Dal 26 al 28 settembre si è tenuta a Bolzano-Bozen l'Innovation Festival, una serie di incontri e seminari dedicati all’innovazione. Il tema del Festival era la montagna, cosa che non dovrebbe sorprende vista la collocazione geografica della provincia autonoma. Ma lo svolgimento del tema desta in effetti qualche sorpresa. Invece di prendere l’esistente per scontato e studiare il modo di preservarlo (come avviene in genere quando si parla di ecosistemi), l’iniziativa è partita ponendosi domande radicali sulla sostenibilità dell’esistente. Ad esempio: la provincia autonoma ha investito molto nell’economia del turismo sciistico; ma siamo sicuri che in futuro la gente vorrà ancora sciare?
Questo approccio radicale ha portato il Festival a porsi domande su temi che apparentemente con la montagna hanno poco a che vedere: il crowdsourcing, il big data, l’innovazione sociale, solo per citarne alcuni. Il messaggio è chiaro: l’esistente non lo si può preservare se non lo si inserisce in una dinamica di cambiamento. A questo riguardo è stato esplicito uno dei relatori intervenuti, l’architetto Italo Rota. Nel cercare di risolvere i problemi dell’esistente, sempre più ci attrezziamo per riporre ciò che ci piace in apposite vetrine. La speranza è che le vetrine possano proteggere ciò che amiamo. Questa però non è innovazione, ma musealizzazione dell’esistente. La vera innovazione non persegue questo obiettivo. Innovare è capire la dinamica di mutamento già in atto così che possa essere tenuta nell’alveo del desiderabile. È qui che saperi tecnici e umanistici si mescolano con il comune obiettivo di edificare l’individuo e promuovere la comunità.
Questa concezione dinamica dell’innovazione mi pare talmente convincente che vorrei fosse applicata al caso italiano nella sua interezza e non solo alla provincia autonoma di Bolzano-Bozen. Proviamo a immaginare a quali risultati porterebbe.
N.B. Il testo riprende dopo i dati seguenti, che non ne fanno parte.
//! Declarative rules keyed by sub-model source identifier

use std::fmt;

use serde::Deserialize;

use crate::geometry::Axis;

/// How serious a rule violation is
#[derive(Debug, Clone, Copy, PartialEq, Eq)]
pub enum Severity {
    Error,
    Warning,
}

impl fmt::Display for Severity {
    fn fmt(&self, f: &mut fmt::Formatter<'_>) -> fmt::Result {
        match self {
            Severity::Error => write!(f, "error"),
            Severity::Warning => write!(f, "warning"),
        }
    }
}

/// Strategy used to place a sub-model that arrives without coordinates
#[derive(Debug, Clone, Copy, PartialEq, Eq, Default, Deserialize)]
#[serde(rename_all = "snake_case")]
pub enum AutoPositionStrategy {
    None,
    #[default]
    Stack,
    #[serde(alias = "align-front")]
    AlignFront,
    #[serde(alias = "align-center")]
    AlignCenter,
}

impl fmt::Display for AutoPositionStrategy {
    fn fmt(&self, f: &mut fmt::Formatter<'_>) -> fmt::Result {
        match self {
            AutoPositionStrategy::None => write!(f, "none"),
            AutoPositionStrategy::Stack => write!(f, "stack"),
            AutoPositionStrategy::AlignFront => write!(f, "align_front"),
            AutoPositionStrategy::AlignCenter => write!(f, "align_center"),
        }
    }
}

/// Size limit on one axis, absolute or as a percentage of the module
#[derive(Debug, Clone, PartialEq)]
pub struct DimensionRule {
    pub axis: Axis,
    pub min: Option<f64>,
    pub max: Option<f64>,
    /// When set, `min`/`max` are percentages of the module size on `axis`
    pub relative: bool,
}

/// Allowed material names, compared case-insensitively
#[derive(Debug, Clone, PartialEq)]
pub struct MaterialRule {
    pub allowed: Vec<String>,
}

/// Maximum instances of one source model per module
#[derive(Debug, Clone, PartialEq)]
pub struct CompatibilityRule {
    pub max_instances: usize,
}

/// Allowed range of the module-space coordinate on one axis
#[derive(Debug, Clone, PartialEq)]
pub struct PositionRule {
    pub axis: Axis,
    pub min: Option<f64>,
    pub max: Option<f64>,
}

/// Placement behavior overrides
#[derive(Debug, Clone, PartialEq, Default)]
pub struct BehaviorRule {
    pub snap_grid: Option<f64>,
    pub strategy: Option<AutoPositionStrategy>,
}

/// The closed set of rule variants
#[derive(Debug, Clone, PartialEq)]
pub enum RuleKind {
    Dimension(DimensionRule),
    Material(MaterialRule),
    Compatibility(CompatibilityRule),
    Position(PositionRule),
    Behavior(BehaviorRule),
}

impl RuleKind {
    pub fn name(&self) -> &'static str {
        match self {
            RuleKind::Dimension(_) => "dimension",
            RuleKind::Material(_) => "material",
            RuleKind::Compatibility(_) => "compatibility",
            RuleKind::Position(_) => "position",
            RuleKind::Behavior(_) => "behavior",
        }
    }
}

/// A rule attached to every sub-model sharing a source identifier
#[derive(Debug, Clone, PartialEq)]
pub struct Rule {
    pub id: String,
    /// Source model identifier the rule applies to
    pub model: String,
    pub enabled: bool,
    pub kind: RuleKind,
}

impl Rule {
    pub fn new(id: impl Into<String>, model: impl Into<String>, kind: RuleKind) -> Self {
        Self {
            id: id.into(),
            model: model.into(),
            enabled: true,
            kind,
        }
    }

    pub fn disabled(mut self) -> Self {
        self.enabled = false;
        self
    }
}

/// Behavior after folding rule overrides onto the configured defaults
#[derive(Debug, Clone, Copy, PartialEq)]
pub struct ResolvedBehavior {
    pub snap_grid: f64,
    pub strategy: AutoPositionStrategy,
}

/// Resolve snap grid and strategy for a model's rules.
///
/// The first enabled behavior rule that sets a field wins for that field.
pub fn resolve_behavior(rules: &[&Rule], default_snap_grid: f64) -> ResolvedBehavior {
    let mut snap_grid = None;
    let mut strategy = None;
    for rule in rules.iter().filter(|r| r.enabled) {
        if let RuleKind::Behavior(b) = &rule.kind {
            snap_grid = snap_grid.or(b.snap_grid);
            strategy = strategy.or(b.strategy);
        }
    }
    ResolvedBehavior {
        snap_grid: snap_grid.unwrap_or(default_snap_grid),
        strategy: strategy.unwrap_or_default(),
    }
}

/// All rules known to a registry, looked up by source model
#[derive(Debug, Clone, Default)]
pub struct RuleBook {
    rules: Vec<Rule>,
}

impl RuleBook {
    pub fn new() -> Self {
        Self::default()
    }

    pub fn add(&mut self, rule: Rule) {
        self.rules.push(rule);
    }

    pub fn len(&self) -> usize {
        self.rules.len()
    }

    pub fn is_empty(&self) -> bool {
        self.rules.is_empty()
    }

    pub fn iter(&self) -> impl Iterator<Item = &Rule> {
        self.rules.iter()
    }

    /// Rules registered for a source model, in registration order
    pub fn for_model(&self, model: &str) -> Vec<&Rule> {
        self.rules.iter().filter(|r| r.model == model).collect()
    }
}

impl FromIterator<Rule> for RuleBook {
    fn from_iter<I: IntoIterator<Item = Rule>>(iter: I) -> Self {
        Self {
            rules: iter.into_iter().collect(),
        }
    }
}
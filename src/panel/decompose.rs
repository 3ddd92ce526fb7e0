//! Panel decomposition: module dimensions and feature counts to named panels
//!
//! The module centre is the origin. Top and bottom span the full footprint,
//! the sides butt between them, the back hangs behind the nominal depth and
//! doors hang in front of it. Interior pieces (shelves, drawers) are sized to
//! the opening between the sides.

use tracing::warn;

use crate::config::PanelConfig;
use crate::geometry::{floor_dimension, Size3, Vec3};

use super::types::{PanelRole, PanelSpec};

/// Feature counts that add interior or front panels
#[derive(Debug, Clone, Copy, PartialEq, Eq, Default)]
pub struct Features {
    pub shelves: u32,
    pub doors: u32,
    pub drawers: u32,
}

impl Features {
    pub fn new(shelves: u32, doors: u32, drawers: u32) -> Self {
        Self {
            shelves,
            doors,
            drawers,
        }
    }
}

/// Everything decomposition needs to know about a module
#[derive(Debug, Clone, Copy, PartialEq)]
pub struct DecompositionInput {
    pub size: Size3,
    pub thickness: f64,
    pub back_thickness: f64,
    pub features: Features,
}

/// Tracks whether any derived length had to be raised to the floor
struct Clamp {
    min: f64,
    hit: bool,
}

impl Clamp {
    fn len(&mut self, value: f64) -> f64 {
        if value > self.min {
            value
        } else {
            self.hit = true;
            self.min
        }
    }
}

/// Decompose a module into its panel list.
///
/// Deterministic: the same input always yields the same panels in the same
/// order (carcass, shelves, doors, drawers). A zero feature count yields no
/// panels for that feature. Any derived length that would be zero or negative
/// is clamped to `config.min_dimension`.
pub fn decompose(input: &DecompositionInput, config: &PanelConfig) -> Vec<PanelSpec> {
    let min = config.min_dimension;
    let size = input.size.floored(min);
    let (w, h, d) = (size.width, size.height, size.depth);
    let t = floor_dimension(input.thickness, min);
    let bt = floor_dimension(input.back_thickness, min);
    let mut clamp = Clamp { min, hit: false };

    let mut panels = Vec::with_capacity(
        5 + (input.features.shelves + input.features.doors + input.features.drawers) as usize,
    );

    // Carcass
    let top_y = h / 2.0 - t / 2.0;
    for (role, y) in [(PanelRole::Top, top_y), (PanelRole::Bottom, -top_y)] {
        panels.push(PanelSpec {
            role,
            size: Size3::new(w, t, d),
            position: Vec3::new(0.0, y, 0.0),
        });
    }

    let interior_h = clamp.len(h - 2.0 * t);
    let side_x = w / 2.0 - t / 2.0;
    for (role, x) in [(PanelRole::LeftSide, -side_x), (PanelRole::RightSide, side_x)] {
        panels.push(PanelSpec {
            role,
            size: Size3::new(t, interior_h, d),
            position: Vec3::new(x, 0.0, 0.0),
        });
    }

    panels.push(PanelSpec {
        role: PanelRole::Back,
        size: Size3::new(w, h, bt),
        position: Vec3::new(0.0, 0.0, -(d / 2.0 + bt / 2.0)),
    });

    let opening_w = clamp.len(w - 2.0 * t);
    let inner_d = clamp.len(d - bt);
    let interior_floor = -h / 2.0 + t;

    // Shelves rest on the N interior gap boundaries, back edge on the clearance plane
    let shelves = input.features.shelves as usize;
    if shelves > 0 {
        let gap = interior_h / (shelves + 1) as f64;
        let shelf_w = clamp.len(opening_w - config.shelf_side_clearance);
        let shelf_z = -d / 2.0 + bt + inner_d / 2.0;
        for i in 0..shelves {
            panels.push(PanelSpec {
                role: PanelRole::Shelf(i),
                size: Size3::new(shelf_w, t, inner_d),
                position: Vec3::new(0.0, interior_floor + gap * (i + 1) as f64, shelf_z),
            });
        }
    }

    let doors = input.features.doors.min(config.max_doors) as usize;
    if doors < input.features.doors as usize {
        warn!(
            requested = input.features.doors,
            max = config.max_doors,
            "door count clamped"
        );
    }
    if doors > 0 {
        let door_w = clamp.len(opening_w / doors as f64);
        let door_z = d / 2.0 + t / 2.0;
        for i in 0..doors {
            panels.push(PanelSpec {
                role: PanelRole::Door(i),
                size: Size3::new(door_w, h, t),
                position: Vec3::new(-opening_w / 2.0 + door_w * (i as f64 + 0.5), 0.0, door_z),
            });
        }
    }

    // Drawers split the interior height evenly and sit flush with the front
    let drawers = input.features.drawers as usize;
    if drawers > 0 {
        let slice = clamp.len(interior_h / drawers as f64);
        let drawer_z = d / 2.0 - inner_d / 2.0;
        for i in 0..drawers {
            panels.push(PanelSpec {
                role: PanelRole::Drawer(i),
                size: Size3::new(opening_w, slice, inner_d),
                position: Vec3::new(0.0, interior_floor + slice * (i as f64 + 0.5), drawer_z),
            });
        }
    }

    if clamp.hit {
        warn!(
            width = w,
            height = h,
            depth = d,
            thickness = t,
            "degenerate panel dimensions clamped to minimum"
        );
    }

    panels
}
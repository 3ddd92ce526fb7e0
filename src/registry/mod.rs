//! Module registry
//!
//! Owns the live cabinet modules, keeps them packed along the flow axis and
//! tracks the sub-models attached to each one. Scene updates are queued and
//! handed to a [`SceneSink`] on demand.

mod core;
pub mod error;
pub mod module;
pub mod scene;

pub use self::core::{CameraTarget, ModuleRegistry, Placement, SubModelViolation};
pub use error::RegistryError;
pub use module::{Module, ModuleSpec, ModuleUpdate, SubModel, SubModelSpec};
pub use scene::{
    MaterialResolver, NodeKey, PassthroughMaterials, SceneChange, SceneEvent, SceneLog,
    SceneNode, SceneSink,
};
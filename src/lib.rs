//! Cabinet Configurator - the geometric core of a parametric furniture configurator
//!
//! This library decomposes cabinet modules into panels, keeps a row of modules
//! packed along the flow axis, and places and validates the sub-models
//! (hardware, inserts, appliances) attached to each module.
//!
//! # Example
//!
//! ```rust
//! use cabinet_configurator::{ConfiguratorConfig, ModuleRegistry, ModuleSpec};
//!
//! let mut registry = ModuleRegistry::new(ConfiguratorConfig::default());
//! registry.add_module("sink", ModuleSpec::sized(600.0, 720.0, 560.0).with_doors(2)).unwrap();
//! registry.add_module("drawers", ModuleSpec::sized(400.0, 720.0, 560.0).with_drawers(3)).unwrap();
//!
//! assert_eq!(registry.module("drawers").unwrap().position().x, 800.0);
//! ```

pub mod config;
pub mod error;
pub mod geometry;
pub mod panel;
pub mod placement;
pub mod project;
pub mod registry;
pub mod report;

pub use config::{ConfigError, ConfiguratorConfig, FlowConfig, PanelConfig, PlacementConfig};
pub use error::{ConfigureError, ProjectError};
pub use geometry::{Aabb, Axis, Size3, Vec3};
pub use panel::{decompose, DecompositionInput, Features, Panel, PanelRole, PanelSet, PanelSpec};
pub use placement::{
    compute_auto_position, compute_layout_warnings, validate_model_rules, AutoPositionStrategy,
    LayoutWarnings, Rule, RuleBook, RuleKind, RuleViolation, Severity,
};
pub use project::Project;
pub use registry::{
    CameraTarget, MaterialResolver, ModuleRegistry, ModuleSpec, ModuleUpdate, SceneLog,
    SceneSink, SubModelSpec,
};
pub use report::{render_report, ReportConfig};

use tracing::debug;

/// Configuration for the complete configure pipeline
#[derive(Debug, Clone, Default)]
pub struct ConfigureOptions {
    /// Replaces the project's `[settings]` when set
    pub settings: Option<ConfiguratorConfig>,
    /// Report output configuration
    pub report: ReportConfig,
    /// Re-run auto-position over every module's sub-models after loading
    pub arrange: bool,
}

impl ConfigureOptions {
    /// Create a new configuration with defaults
    pub fn new() -> Self {
        Self::default()
    }

    pub fn with_settings(mut self, settings: ConfiguratorConfig) -> Self {
        self.settings = Some(settings);
        self
    }

    pub fn with_report(mut self, report: ReportConfig) -> Self {
        self.report = report;
        self
    }

    pub fn with_arrange(mut self, arrange: bool) -> Self {
        self.arrange = arrange;
        self
    }
}

/// Outcome of the configure pipeline
#[derive(Debug)]
pub struct Configured {
    pub registry: ModuleRegistry,
    pub report: String,
    /// Error-level rule violations across every module
    pub errors: usize,
    /// Warning-level rule violations plus layout warnings
    pub warnings: usize,
}

/// Load a project from TOML source and report on it with default options
pub fn configure(source: &str) -> Result<Configured, ConfigureError> {
    configure_with_options(source, ConfigureOptions::default())
}

/// Load a project from TOML source and report on it
///
/// # Example
///
/// ```rust
/// use cabinet_configurator::{configure_with_options, ConfigureOptions, ReportConfig};
///
/// let source = r#"
/// [[modules]]
/// id = "base"
/// width = 600
/// height = 720
/// depth = 560
/// "#;
///
/// let options = ConfigureOptions::new().with_report(ReportConfig::new().with_panels(false));
/// let configured = configure_with_options(source, options).unwrap();
/// assert!(configured.report.contains("module base"));
/// assert_eq!(configured.errors, 0);
/// ```
pub fn configure_with_options(
    source: &str,
    options: ConfigureOptions,
) -> Result<Configured, ConfigureError> {
    let mut project = Project::from_str(source)?;
    if let Some(settings) = options.settings {
        project = project.with_settings(settings);
    }
    let mut registry = project.build()?;

    let ids: Vec<String> = registry
        .modules_in_order()
        .iter()
        .map(|m| m.id().to_string())
        .collect();

    if options.arrange {
        for id in &ids {
            registry.arrange_module(id)?;
        }
    }

    let mut errors = 0;
    let mut warnings = 0;
    for id in &ids {
        for found in registry.validate_module(id)? {
            match found.violation.severity {
                Severity::Error => errors += 1,
                Severity::Warning => warnings += 1,
            }
        }
        warnings += registry.layout_warnings(id)?.to_warnings().len();
    }
    debug!(errors, warnings, arranged = options.arrange, "project checked");

    let report = render_report(&registry, &options.report);
    Ok(Configured {
        registry,
        report,
        errors,
        warnings,
    })
}
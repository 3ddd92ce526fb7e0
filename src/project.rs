//! Project files: a TOML description of modules, sub-models and rules
//!
//! ```toml
//! [settings.flow]
//! gap = 2
//!
//! [[modules]]
//! id = "sink"
//! width = 600
//! height = 720
//! depth = 560
//! doors = 2
//!
//! [[modules.sub_models]]
//! id = "hinge-1"
//! model = "hinge"
//! size = [35, 12, 48]
//!
//! [[rules]]
//! model = "hinge"
//! kind = "compatibility"
//! max_instances = 4
//! ```

use std::path::Path;

use serde::Deserialize;
use toml::Spanned;
use tracing::info;

use crate::config::ConfiguratorConfig;
use crate::error::ProjectError;
use crate::geometry::{Axis, Size3, Vec3};
use crate::panel::Features;
use crate::placement::{
    AutoPositionStrategy, BehaviorRule, CompatibilityRule, DimensionRule, MaterialRule,
    PositionRule, Rule, RuleBook, RuleKind,
};
use crate::registry::{ModuleRegistry, ModuleSpec, SubModelSpec};

/// A parsed project, not yet applied to a registry
#[derive(Debug, Clone, Default, Deserialize)]
#[serde(default)]
pub struct Project {
    pub settings: ConfiguratorConfig,
    pub modules: Vec<Spanned<ModuleEntry>>,
    pub rules: Vec<Spanned<RuleEntry>>,
}

/// One `[[modules]]` table
#[derive(Debug, Clone, Deserialize)]
pub struct ModuleEntry {
    pub id: String,
    pub width: Option<f64>,
    pub height: Option<f64>,
    pub depth: Option<f64>,
    pub size: Option<f64>,
    pub thickness: Option<f64>,
    pub back_thickness: Option<f64>,
    pub index: Option<f64>,
    #[serde(default)]
    pub shelves: u32,
    #[serde(default)]
    pub doors: u32,
    #[serde(default)]
    pub drawers: u32,
    pub material: Option<String>,
    pub rotation: Option<f64>,
    /// Pins the module outside the flow
    pub position: Option<Vec3>,
    #[serde(default)]
    pub cad_only: bool,
    #[serde(default)]
    pub sub_models: Vec<SubModelEntry>,
}

impl ModuleEntry {
    pub fn to_spec(&self) -> ModuleSpec {
        ModuleSpec {
            width: self.width,
            height: self.height,
            depth: self.depth,
            size: self.size,
            thickness: self.thickness,
            back_thickness: self.back_thickness,
            index: self.index,
            manual_position: self.position.is_some(),
            position: self.position,
            rotation: self.rotation,
            cad_only: self.cad_only,
            material: self.material.clone(),
            features: Features::new(self.shelves, self.doors, self.drawers),
        }
    }
}

/// One `[[modules.sub_models]]` table
#[derive(Debug, Clone, Deserialize)]
pub struct SubModelEntry {
    pub id: String,
    pub model: String,
    pub size: Option<Size3>,
    pub position: Option<Vec3>,
    pub material: Option<String>,
    /// Asset handle already known at load time
    pub asset: Option<String>,
}

impl SubModelEntry {
    pub fn to_spec(&self) -> SubModelSpec {
        SubModelSpec {
            instance_id: self.id.clone(),
            model: self.model.clone(),
            size: self.size,
            position: self.position,
            material: self.material.clone(),
        }
    }
}

#[derive(Debug, Clone, Copy, PartialEq, Eq, Deserialize)]
#[serde(rename_all = "snake_case")]
pub enum RuleEntryKind {
    Dimension,
    Material,
    Compatibility,
    Position,
    Behavior,
}

/// One `[[rules]]` table, flat across every rule kind
#[derive(Debug, Clone, Deserialize)]
pub struct RuleEntry {
    pub id: Option<String>,
    pub model: String,
    pub kind: RuleEntryKind,
    #[serde(default = "default_enabled")]
    pub enabled: bool,
    #[serde(alias = "dimension")]
    pub axis: Option<Axis>,
    #[serde(alias = "min_mm", alias = "minMm")]
    pub min: Option<f64>,
    #[serde(alias = "max_mm", alias = "maxMm")]
    pub max: Option<f64>,
    #[serde(default)]
    pub relative: bool,
    #[serde(default, alias = "allowed")]
    pub materials: Vec<String>,
    #[serde(alias = "maxInstances")]
    pub max_instances: Option<usize>,
    #[serde(alias = "snapGrid")]
    pub snap_grid: Option<f64>,
    pub strategy: Option<AutoPositionStrategy>,
}

fn default_enabled() -> bool {
    true
}

impl RuleEntry {
    /// Build a rule, naming it `<model>-<kind>-<ordinal>` when no id is given.
    pub fn to_rule(&self, ordinal: usize) -> Result<Rule, String> {
        let kind = match self.kind {
            RuleEntryKind::Dimension => {
                let axis = self.require_axis()?;
                self.require_limits()?;
                RuleKind::Dimension(DimensionRule {
                    axis,
                    min: self.min,
                    max: self.max,
                    relative: self.relative,
                })
            }
            RuleEntryKind::Position => {
                let axis = self.require_axis()?;
                self.require_limits()?;
                RuleKind::Position(PositionRule {
                    axis,
                    min: self.min,
                    max: self.max,
                })
            }
            RuleEntryKind::Material => RuleKind::Material(MaterialRule {
                allowed: self.materials.clone(),
            }),
            RuleEntryKind::Compatibility => {
                let max_instances = self
                    .max_instances
                    .ok_or("compatibility rule needs max_instances")?;
                RuleKind::Compatibility(CompatibilityRule { max_instances })
            }
            RuleEntryKind::Behavior => {
                if let Some(grid) = self.snap_grid {
                    if !(grid.is_finite() && grid >= 0.0) {
                        return Err(format!(
                            "snap_grid must be a finite non-negative number, got {}",
                            grid
                        ));
                    }
                }
                RuleKind::Behavior(BehaviorRule {
                    snap_grid: self.snap_grid,
                    strategy: self.strategy,
                })
            }
        };

        let id = self
            .id
            .clone()
            .unwrap_or_else(|| format!("{}-{}-{}", self.model, kind.name(), ordinal));
        let mut rule = Rule::new(id, self.model.clone(), kind);
        rule.enabled = self.enabled;
        Ok(rule)
    }

    fn require_axis(&self) -> Result<Axis, String> {
        self.axis
            .ok_or_else(|| format!("{:?} rule needs a dimension axis", self.kind).to_lowercase())
    }

    fn require_limits(&self) -> Result<(), String> {
        if self.min.is_none() && self.max.is_none() {
            return Err("rule needs at least one of min or max".to_string());
        }
        for value in [self.min, self.max].into_iter().flatten() {
            if !value.is_finite() {
                return Err(format!("limit must be finite, got {}", value));
            }
        }
        if let (Some(min), Some(max)) = (self.min, self.max) {
            if min > max {
                return Err(format!("min {} exceeds max {}", min, max));
            }
        }
        Ok(())
    }
}

impl Project {
    /// Parse a project from a TOML string
    pub fn from_str(content: &str) -> Result<Self, ProjectError> {
        Ok(toml::from_str(content)?)
    }

    /// Load a project from a TOML file
    pub fn from_file(path: &Path) -> Result<Self, ProjectError> {
        let content = std::fs::read_to_string(path)?;
        Self::from_str(&content)
    }

    /// Replace the project's settings, e.g. with a standalone config file
    pub fn with_settings(mut self, settings: ConfiguratorConfig) -> Self {
        self.settings = settings;
        self
    }

    /// Compile every `[[rules]]` entry
    pub fn rule_book(&self) -> Result<RuleBook, ProjectError> {
        self.rules
            .iter()
            .enumerate()
            .map(|(ordinal, entry)| {
                entry
                    .get_ref()
                    .to_rule(ordinal)
                    .map_err(|message| ProjectError::InvalidRule {
                        span: entry.span(),
                        message,
                    })
            })
            .collect()
    }

    /// Populate a fresh registry. Stops at the first refused entry.
    pub fn build(&self) -> Result<ModuleRegistry, ProjectError> {
        let mut registry = ModuleRegistry::new(self.settings.clone());
        registry.set_rules(self.rule_book()?);

        let mut sub_models = 0;
        for entry in &self.modules {
            let span = entry.span();
            let module = entry.get_ref();
            let refused = |source| ProjectError::Registry {
                span: span.clone(),
                source,
            };

            registry
                .add_module(&module.id, module.to_spec())
                .map_err(refused)?;
            for sub in &module.sub_models {
                registry
                    .add_sub_model(&module.id, sub.to_spec())
                    .map_err(refused)?;
                if let Some(asset) = &sub.asset {
                    registry
                        .attach_asset(&module.id, &sub.id, asset.clone(), None)
                        .map_err(refused)?;
                }
                sub_models += 1;
            }
        }

        info!(
            modules = registry.len(),
            sub_models,
            rules = registry.rules().len(),
            "project loaded"
        );
        Ok(registry)
    }
}
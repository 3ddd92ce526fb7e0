//! Plain-text reports over a populated registry
//!
//! Lists modules in flow order with their panels, sub-models, layout
//! warnings and rule violations.

pub mod config;
pub mod text;

pub use config::ReportConfig;
pub use text::{render_report, ReportBuilder};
1. Innovazione tecnologica. L’Italia punta molto, e a ragione, su quello che è stato chiamato il “made in Italy”. Oggi questo marchio è appannato. La domanda radicale da porsi non è come conservare i grandi marchi del made in Italy o come promuoverli ulteriormente. Piuttosto la domanda è: ma in futuro, la gente vorrà ancora acquistare ciò che definiamo made in Italy? Per rispondere a questa domanda ricordiamoci che cosa viene designato con questo marchio di produzione: l'applicazione delle tradizioni artigianali con cui si producevano beni di lusso alla produzione di beni di massa. Ossia, il “gusto” e la “maniera” aristocratica usati per dare “lo stile” alle produzioni in serie. A ben vedere, quindi, il made in Italy è stato il risultato della democratizzazione del paese.
Vorrà la gente acquistare in futuro merce di questo genere? C’è da dubitarne. Il gusto aristocratico ormai non è più alla moda, e le produzioni italiane si sono spostate dove la manodopera costa meno. Basterà quindi riportare le produzioni in Italia e dare loro uno stile più alla moda per riportare in auge il made in Italy? Francamente non lo so. Ma proviamo a guardare al problema dall’altro punto di vista, ossia quello che inquadra il made in Italy come il risultato della democratizzazione di qualcosa che prima era appannaggio di una ristretta élite.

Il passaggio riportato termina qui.